What this task involves: Return the lines below in which the string "static" occurs.

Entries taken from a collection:
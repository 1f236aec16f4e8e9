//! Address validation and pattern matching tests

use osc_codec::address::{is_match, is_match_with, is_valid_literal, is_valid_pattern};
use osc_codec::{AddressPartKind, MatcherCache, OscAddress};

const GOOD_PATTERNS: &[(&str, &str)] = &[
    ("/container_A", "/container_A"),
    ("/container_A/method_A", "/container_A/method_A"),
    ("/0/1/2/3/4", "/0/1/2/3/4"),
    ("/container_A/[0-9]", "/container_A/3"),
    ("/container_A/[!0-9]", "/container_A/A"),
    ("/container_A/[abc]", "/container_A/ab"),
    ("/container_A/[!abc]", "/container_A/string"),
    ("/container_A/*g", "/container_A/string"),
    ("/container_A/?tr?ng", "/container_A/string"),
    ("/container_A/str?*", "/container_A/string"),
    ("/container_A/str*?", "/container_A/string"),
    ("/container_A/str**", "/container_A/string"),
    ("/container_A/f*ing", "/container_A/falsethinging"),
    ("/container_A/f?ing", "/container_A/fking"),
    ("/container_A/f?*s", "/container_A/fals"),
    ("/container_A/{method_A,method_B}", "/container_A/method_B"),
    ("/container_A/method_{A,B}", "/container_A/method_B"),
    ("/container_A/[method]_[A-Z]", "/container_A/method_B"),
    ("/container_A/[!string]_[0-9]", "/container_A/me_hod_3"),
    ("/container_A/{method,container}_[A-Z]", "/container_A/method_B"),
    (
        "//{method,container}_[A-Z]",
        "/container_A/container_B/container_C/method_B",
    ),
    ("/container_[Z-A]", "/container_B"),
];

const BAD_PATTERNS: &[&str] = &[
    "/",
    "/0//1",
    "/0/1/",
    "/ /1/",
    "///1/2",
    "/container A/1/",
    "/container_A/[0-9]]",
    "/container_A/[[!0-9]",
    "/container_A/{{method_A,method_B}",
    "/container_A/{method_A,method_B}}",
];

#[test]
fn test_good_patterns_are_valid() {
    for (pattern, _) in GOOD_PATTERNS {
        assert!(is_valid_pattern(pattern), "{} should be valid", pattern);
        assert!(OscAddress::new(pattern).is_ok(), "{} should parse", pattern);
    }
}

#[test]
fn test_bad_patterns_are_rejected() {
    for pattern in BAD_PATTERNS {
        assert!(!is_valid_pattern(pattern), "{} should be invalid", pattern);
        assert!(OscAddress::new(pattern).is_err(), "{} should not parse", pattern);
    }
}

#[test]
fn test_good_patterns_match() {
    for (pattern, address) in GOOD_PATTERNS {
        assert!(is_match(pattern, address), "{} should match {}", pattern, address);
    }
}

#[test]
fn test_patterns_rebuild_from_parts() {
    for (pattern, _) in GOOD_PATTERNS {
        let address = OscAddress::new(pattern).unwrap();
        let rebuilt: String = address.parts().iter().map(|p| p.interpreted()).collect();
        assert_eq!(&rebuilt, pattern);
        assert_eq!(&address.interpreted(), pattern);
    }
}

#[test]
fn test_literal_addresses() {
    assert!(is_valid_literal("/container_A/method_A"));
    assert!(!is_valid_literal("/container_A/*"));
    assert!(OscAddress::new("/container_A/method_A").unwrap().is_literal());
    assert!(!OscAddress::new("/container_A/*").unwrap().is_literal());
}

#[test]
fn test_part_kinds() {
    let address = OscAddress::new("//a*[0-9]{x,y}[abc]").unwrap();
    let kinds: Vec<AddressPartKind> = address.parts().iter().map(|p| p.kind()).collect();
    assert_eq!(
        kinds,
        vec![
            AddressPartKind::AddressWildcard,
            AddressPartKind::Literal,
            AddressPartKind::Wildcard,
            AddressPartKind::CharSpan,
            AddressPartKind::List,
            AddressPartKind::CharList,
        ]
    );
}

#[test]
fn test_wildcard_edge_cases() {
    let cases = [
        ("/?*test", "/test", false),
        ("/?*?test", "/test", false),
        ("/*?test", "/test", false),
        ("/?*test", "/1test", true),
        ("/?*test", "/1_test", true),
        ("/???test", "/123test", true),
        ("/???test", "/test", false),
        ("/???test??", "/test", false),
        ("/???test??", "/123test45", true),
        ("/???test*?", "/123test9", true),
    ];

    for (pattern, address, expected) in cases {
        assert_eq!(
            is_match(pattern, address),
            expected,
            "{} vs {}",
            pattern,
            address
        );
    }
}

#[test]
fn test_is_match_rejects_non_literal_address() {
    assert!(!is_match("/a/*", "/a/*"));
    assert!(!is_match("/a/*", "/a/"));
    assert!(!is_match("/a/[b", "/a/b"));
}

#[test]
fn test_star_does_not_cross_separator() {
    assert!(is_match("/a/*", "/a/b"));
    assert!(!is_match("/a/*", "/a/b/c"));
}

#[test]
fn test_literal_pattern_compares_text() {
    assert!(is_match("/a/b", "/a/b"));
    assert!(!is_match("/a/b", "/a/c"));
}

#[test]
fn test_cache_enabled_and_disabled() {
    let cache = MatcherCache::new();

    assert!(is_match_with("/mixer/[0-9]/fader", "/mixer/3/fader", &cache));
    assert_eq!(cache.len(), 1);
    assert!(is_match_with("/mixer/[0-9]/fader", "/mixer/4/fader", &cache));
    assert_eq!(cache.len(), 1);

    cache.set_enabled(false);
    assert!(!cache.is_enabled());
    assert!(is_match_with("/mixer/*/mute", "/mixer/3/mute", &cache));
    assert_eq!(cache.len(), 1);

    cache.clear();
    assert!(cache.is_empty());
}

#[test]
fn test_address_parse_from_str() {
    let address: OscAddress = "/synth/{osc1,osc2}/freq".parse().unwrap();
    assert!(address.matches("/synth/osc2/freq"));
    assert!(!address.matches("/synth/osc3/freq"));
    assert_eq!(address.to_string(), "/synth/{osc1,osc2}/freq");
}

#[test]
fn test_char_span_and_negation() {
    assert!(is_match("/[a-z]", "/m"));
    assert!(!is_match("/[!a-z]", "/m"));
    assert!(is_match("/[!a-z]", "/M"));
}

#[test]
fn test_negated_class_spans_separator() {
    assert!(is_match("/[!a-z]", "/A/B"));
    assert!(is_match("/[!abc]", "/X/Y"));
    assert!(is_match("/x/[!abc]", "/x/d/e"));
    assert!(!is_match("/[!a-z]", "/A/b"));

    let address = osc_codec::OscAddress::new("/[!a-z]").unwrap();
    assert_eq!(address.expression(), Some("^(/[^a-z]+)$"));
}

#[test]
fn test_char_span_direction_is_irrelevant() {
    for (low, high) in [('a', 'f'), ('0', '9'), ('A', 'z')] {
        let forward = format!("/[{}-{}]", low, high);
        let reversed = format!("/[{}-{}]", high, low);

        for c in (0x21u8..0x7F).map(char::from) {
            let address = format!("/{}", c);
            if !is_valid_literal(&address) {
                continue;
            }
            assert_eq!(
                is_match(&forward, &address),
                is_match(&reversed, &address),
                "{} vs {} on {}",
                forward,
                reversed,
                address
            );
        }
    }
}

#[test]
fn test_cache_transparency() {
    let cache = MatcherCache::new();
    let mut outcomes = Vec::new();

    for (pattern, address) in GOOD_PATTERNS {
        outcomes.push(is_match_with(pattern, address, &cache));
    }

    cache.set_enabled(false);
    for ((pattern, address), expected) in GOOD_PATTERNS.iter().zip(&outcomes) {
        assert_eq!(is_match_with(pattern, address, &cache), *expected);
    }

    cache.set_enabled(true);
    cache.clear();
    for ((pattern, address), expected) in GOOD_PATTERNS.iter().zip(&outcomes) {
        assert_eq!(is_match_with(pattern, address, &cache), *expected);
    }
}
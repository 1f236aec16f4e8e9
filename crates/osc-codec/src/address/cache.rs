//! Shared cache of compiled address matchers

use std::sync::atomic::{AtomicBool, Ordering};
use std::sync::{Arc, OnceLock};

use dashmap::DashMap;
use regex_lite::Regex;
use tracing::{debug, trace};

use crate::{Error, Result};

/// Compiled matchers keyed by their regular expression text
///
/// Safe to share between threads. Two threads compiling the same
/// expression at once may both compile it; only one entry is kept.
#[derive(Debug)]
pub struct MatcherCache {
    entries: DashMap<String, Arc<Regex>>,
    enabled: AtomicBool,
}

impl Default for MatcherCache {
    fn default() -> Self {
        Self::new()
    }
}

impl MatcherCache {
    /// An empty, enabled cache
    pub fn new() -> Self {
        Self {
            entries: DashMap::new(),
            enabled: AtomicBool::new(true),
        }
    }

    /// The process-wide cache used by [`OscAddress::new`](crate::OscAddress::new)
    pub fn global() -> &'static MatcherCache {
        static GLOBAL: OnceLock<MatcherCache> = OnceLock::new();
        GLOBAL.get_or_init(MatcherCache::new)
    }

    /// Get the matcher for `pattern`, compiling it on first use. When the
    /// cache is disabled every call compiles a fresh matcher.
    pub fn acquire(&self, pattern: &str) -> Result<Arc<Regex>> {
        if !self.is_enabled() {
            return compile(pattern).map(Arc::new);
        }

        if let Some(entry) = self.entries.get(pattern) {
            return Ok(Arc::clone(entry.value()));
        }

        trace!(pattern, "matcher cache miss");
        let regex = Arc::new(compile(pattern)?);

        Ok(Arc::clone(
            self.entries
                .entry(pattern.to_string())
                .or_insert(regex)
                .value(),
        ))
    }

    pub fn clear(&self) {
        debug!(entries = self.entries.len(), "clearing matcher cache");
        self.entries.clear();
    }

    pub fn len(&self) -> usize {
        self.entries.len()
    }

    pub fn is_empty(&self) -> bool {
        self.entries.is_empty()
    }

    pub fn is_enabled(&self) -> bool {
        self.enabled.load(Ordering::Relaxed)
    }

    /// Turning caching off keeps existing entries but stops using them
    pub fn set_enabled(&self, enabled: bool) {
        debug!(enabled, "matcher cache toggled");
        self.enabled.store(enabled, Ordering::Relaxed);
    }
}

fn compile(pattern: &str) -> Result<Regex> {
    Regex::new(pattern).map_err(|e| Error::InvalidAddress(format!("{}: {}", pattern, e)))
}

Response area:
    pub fn global() -> &'static MatcherCache {
        static GLOBAL: OnceLock<MatcherCache> = OnceLock::new();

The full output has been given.